Albin Hodža

Personal information
- Full name: Albin Romain Hodža
- Date of birth: 7 February 1988 (age 37)
- Place of birth: Choisy-le-Roi, France
- Height: 1.84 m (6 ft 0 in)
- Position(s): Forward

Youth career
- 0000–2007: Brétigny-sur-Orge
- 2007–2008: Udinese

Senior career*
- Years: Team / Apps / (Gls)
- 2008–2009: Udinese / 0 / (0)
- 2008: → Paganese (loan) / 3 / (0)
- 2008–2009: → Manfredonia (loan) / 9 / (0)
- 2009–2010: Sorrento / 2 / (0)
- 2009–2010: → Vico Equense (loan) / 14 / (0)
- 2010–2011: Real Nocera Superiore / 18 / (3)
- 2011–2012: Olympique Noisy-le-Sec
- 2012–2013: Pirin Gotse Delchev / 25 / (5)
- 2013–2014: Lyubimets 2007 / 13 / (0)
- 2014: SHB Đà Nẵng
- 2015–2016: Flamurtari Vlorë / 0 / (0)
- Neufchâtel-en-Bray

= Albin Hodža =

Albanian footballour (born 1988)

Albin Romain Hodža (also spelled Hodzha; born 7 February 1988) is an Albanian footballer who played as a forward.

==Career==
Born in Choisy-le-Roi, a suburb of Paris, Hodža was signed by Serie A club Udinese youth team in January 2007. He also wore no.23 shirt of the first team and appeared as unused sub in round 37 against A.C. Milan.

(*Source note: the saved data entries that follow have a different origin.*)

//! Liquidity position lifecycle: mint, deposit, withdraw, transfer.
//!
//! These services only build data structures; nothing touches the chain
//! until a batch is submitted. A position moves through
//! unminted -> minted (liquidity > 0) -> drained (liquidity == 0, id
//! retained); the client never reuses an id.

use std::sync::Arc;

use crate::prelude::*;
use tracing::info;

use crate::calls::{token, BatchBuilder, PositionCalls, WithdrawParams};
use crate::client::base::BaseClient;
use crate::client::pool::ResolvedPool;
use crate::core::{Bounds, CallBatch, Confirmation, TxHash};

/// Result of minting a new position. The id is assigned on-chain and
/// recovered from the confirmation's typed transfer-from-zero decode.
#[derive(Debug, Clone)]
pub struct MintResult {
    pub tx_hash: TxHash,
    pub position_id: u64,
}

/// Result of any non-mint position operation.
#[derive(Debug, Clone)]
pub struct ExecutionResult {
    pub tx_hash: TxHash,
    pub confirmation: Confirmation,
}

/// Service for liquidity management operations.
pub struct LiquidityService {
    base: Arc<BaseClient>,
}

impl LiquidityService {
    pub fn new(base: Arc<BaseClient>) -> Self {
        LiquidityService { base }
    }

    fn positions(&self) -> PositionCalls {
        PositionCalls::new(self.base.config().positions)
    }

    /// Batch for minting a new position: pre-fund both tokens, then
    /// mint-and-deposit-and-clear. Amounts arrive in the caller's
    /// (token A, token B) order and are remapped to (token0, token1).
    ///
    /// `min_liquidity` is submitted as zero, so the amount of liquidity
    /// minted for the deposited amounts has no on-chain floor; the
    /// position amounts themselves are protected by the clear behavior.
    pub fn build_create_position(
        &self,
        pool: &ResolvedPool,
        bounds: Bounds,
        amount_a: u128,
        amount_b: u128,
    ) -> SdkResult<CallBatch> {
        let bounds = Bounds::new(bounds.lower, bounds.upper)?;
        let (amount0, amount1) = pool.ordered_amounts(amount_a, amount_b);
        let positions_contract = self.base.config().positions;
        Ok(BatchBuilder::new()
            .push(token::transfer(
                pool.token0.address,
                positions_contract,
                amount0,
            ))
            .push(token::transfer(
                pool.token1.address,
                positions_contract,
                amount1,
            ))
            .push(self.positions().mint_and_deposit(&pool.key, &bounds, 0))
            .build())
    }

    /// Mint a new position and wait for the id.
    pub async fn create_position(
        &self,
        pool: &ResolvedPool,
        bounds: Bounds,
        amount_a: u128,
        amount_b: u128,
    ) -> SdkResult<MintResult> {
        let batch = self.build_create_position(pool, bounds, amount_a, amount_b)?;
        let tx_hash = self.base.provider().submit(batch).await?;
        info!(%tx_hash, "submitted position mint");
        let confirmation = self.base.provider().wait_for_confirmation(tx_hash).await?;
        if !confirmation.succeeded {
            return Err(SdkError::TransactionFailed(
                confirmation
                    .revert_reason
                    .unwrap_or_else(|| "position mint reverted without a reason".to_string()),
            ));
        }
        let position_id = confirmation.minted_position_id.ok_or_else(|| {
            SdkError::RpcError("confirmation did not include a minted position id".to_string())
        })?;
        Ok(MintResult {
            tx_hash,
            position_id,
        })
    }

    /// Batch for depositing into an existing position: pre-fund both
    /// tokens, deposit, then clear both leftovers back to the caller.
    /// Same zero `min_liquidity` caveat as minting.
    pub fn build_add_liquidity(
        &self,
        position_id: u64,
        pool: &ResolvedPool,
        bounds: Bounds,
        amount_a: u128,
        amount_b: u128,
    ) -> SdkResult<CallBatch> {
        let bounds = Bounds::new(bounds.lower, bounds.upper)?;
        let (amount0, amount1) = pool.ordered_amounts(amount_a, amount_b);
        let positions_contract = self.base.config().positions;
        let positions = self.positions();
        Ok(BatchBuilder::new()
            .push(token::transfer(
                pool.token0.address,
                positions_contract,
                amount0,
            ))
            .push(token::transfer(
                pool.token1.address,
                positions_contract,
                amount1,
            ))
            .push(positions.deposit(position_id, &pool.key, &bounds, 0))
            .push(positions.clear(pool.token0.address))
            .push(positions.clear(pool.token1.address))
            .build())
    }

    /// Deposit into an existing position and wait for confirmation.
    pub async fn add_liquidity(
        &self,
        position_id: u64,
        pool: &ResolvedPool,
        bounds: Bounds,
        amount_a: u128,
        amount_b: u128,
    ) -> SdkResult<ExecutionResult> {
        let batch = self.build_add_liquidity(position_id, pool, bounds, amount_a, amount_b)?;
        self.execute(batch, "position deposit").await
    }

    /// Batch for withdrawing liquidity or collecting fees.
    ///
    /// With `collect_fees_only`, `liquidity` must be zero and the batch is
    /// a single fee-collection call. Otherwise a single withdraw call
    /// removes `liquidity`, collects fees alongside, and enforces the
    /// given per-token minimums on proceeds.
    pub fn build_withdraw_liquidity(
        &self,
        position_id: u64,
        pool: &ResolvedPool,
        bounds: Bounds,
        liquidity: u128,
        collect_fees_only: bool,
        min_token0: u128,
        min_token1: u128,
    ) -> SdkResult<CallBatch> {
        let bounds = Bounds::new(bounds.lower, bounds.upper)?;
        if collect_fees_only && liquidity != 0 {
            return Err(SdkError::InvalidWithdrawRequest(format!(
                "collect-fees-only withdraw must not remove liquidity (got {liquidity})"
            )));
        }
        let positions = self.positions();
        let call = if collect_fees_only {
            positions.collect_fees(position_id, &pool.key, &bounds)
        } else {
            positions.withdraw(
                &pool.key,
                &bounds,
                &WithdrawParams {
                    id: position_id,
                    liquidity,
                    min_token0,
                    min_token1,
                    collect_fees: true,
                },
            )
        };
        Ok(BatchBuilder::new().push(call).build())
    }

    /// Withdraw liquidity (or only collect fees) and wait for
    /// confirmation.
    #[allow(clippy::too_many_arguments)]
    pub async fn withdraw_liquidity(
        &self,
        position_id: u64,
        pool: &ResolvedPool,
        bounds: Bounds,
        liquidity: u128,
        collect_fees_only: bool,
        min_token0: u128,
        min_token1: u128,
    ) -> SdkResult<ExecutionResult> {
        let batch = self.build_withdraw_liquidity(
            position_id,
            pool,
            bounds,
            liquidity,
            collect_fees_only,
            min_token0,
            min_token1,
        )?;
        self.execute(batch, "position withdraw").await
    }

    /// Batch for transferring the position NFT. No numeric logic.
    pub fn build_transfer_position(&self, position_id: u64, from: Address, to: Address) -> CallBatch {
        BatchBuilder::new()
            .push(self.positions().transfer_position(from, to, position_id))
            .build()
    }

    /// Transfer the position NFT and wait for confirmation.
    pub async fn transfer_position(
        &self,
        position_id: u64,
        from: Address,
        to: Address,
    ) -> SdkResult<ExecutionResult> {
        let batch = self.build_transfer_position(position_id, from, to);
        self.execute(batch, "position transfer").await
    }

    async fn execute(&self, batch: CallBatch, label: &str) -> SdkResult<ExecutionResult> {
        let tx_hash = self.base.provider().submit(batch).await?;
        info!(%tx_hash, "submitted {}", label);
        let confirmation = self.base.provider().wait_for_confirmation(tx_hash).await?;
        if !confirmation.succeeded {
            return Err(SdkError::TransactionFailed(
                confirmation
                    .revert_reason
                    .unwrap_or_else(|| format!("{label} reverted without a reason")),
            ));
        }
        Ok(ExecutionResult {
            tx_hash,
            confirmation,
        })
    }
}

In January 2008, he was loaned to Paganese along with Alessandro Osso Armellino. In the next season, at first he left for Manfredonia, then on 2 February 2008 sold to Sorrento in co-ownership deal, as part of the transfer that Giovanni Barreca joined the Udine-based club.

On 25 June 2008 Sorrento signed him outright and Hodža signed a new 2-year deal with club. On 28 August 2009 he was loaned to Vico Equense along with Pasquale Chiariello.

In summer 2010, he was released, and he joined Serie D club Real Nocera Superiore, which also his 4th Campania based club.

In January Hodža signed for Albanian Superliga side Flamurtari Vlorë as a free agent after leaving SHB Đà Nẵng.

== Personal life ==
Born in France, Hodža is of Albanian descent.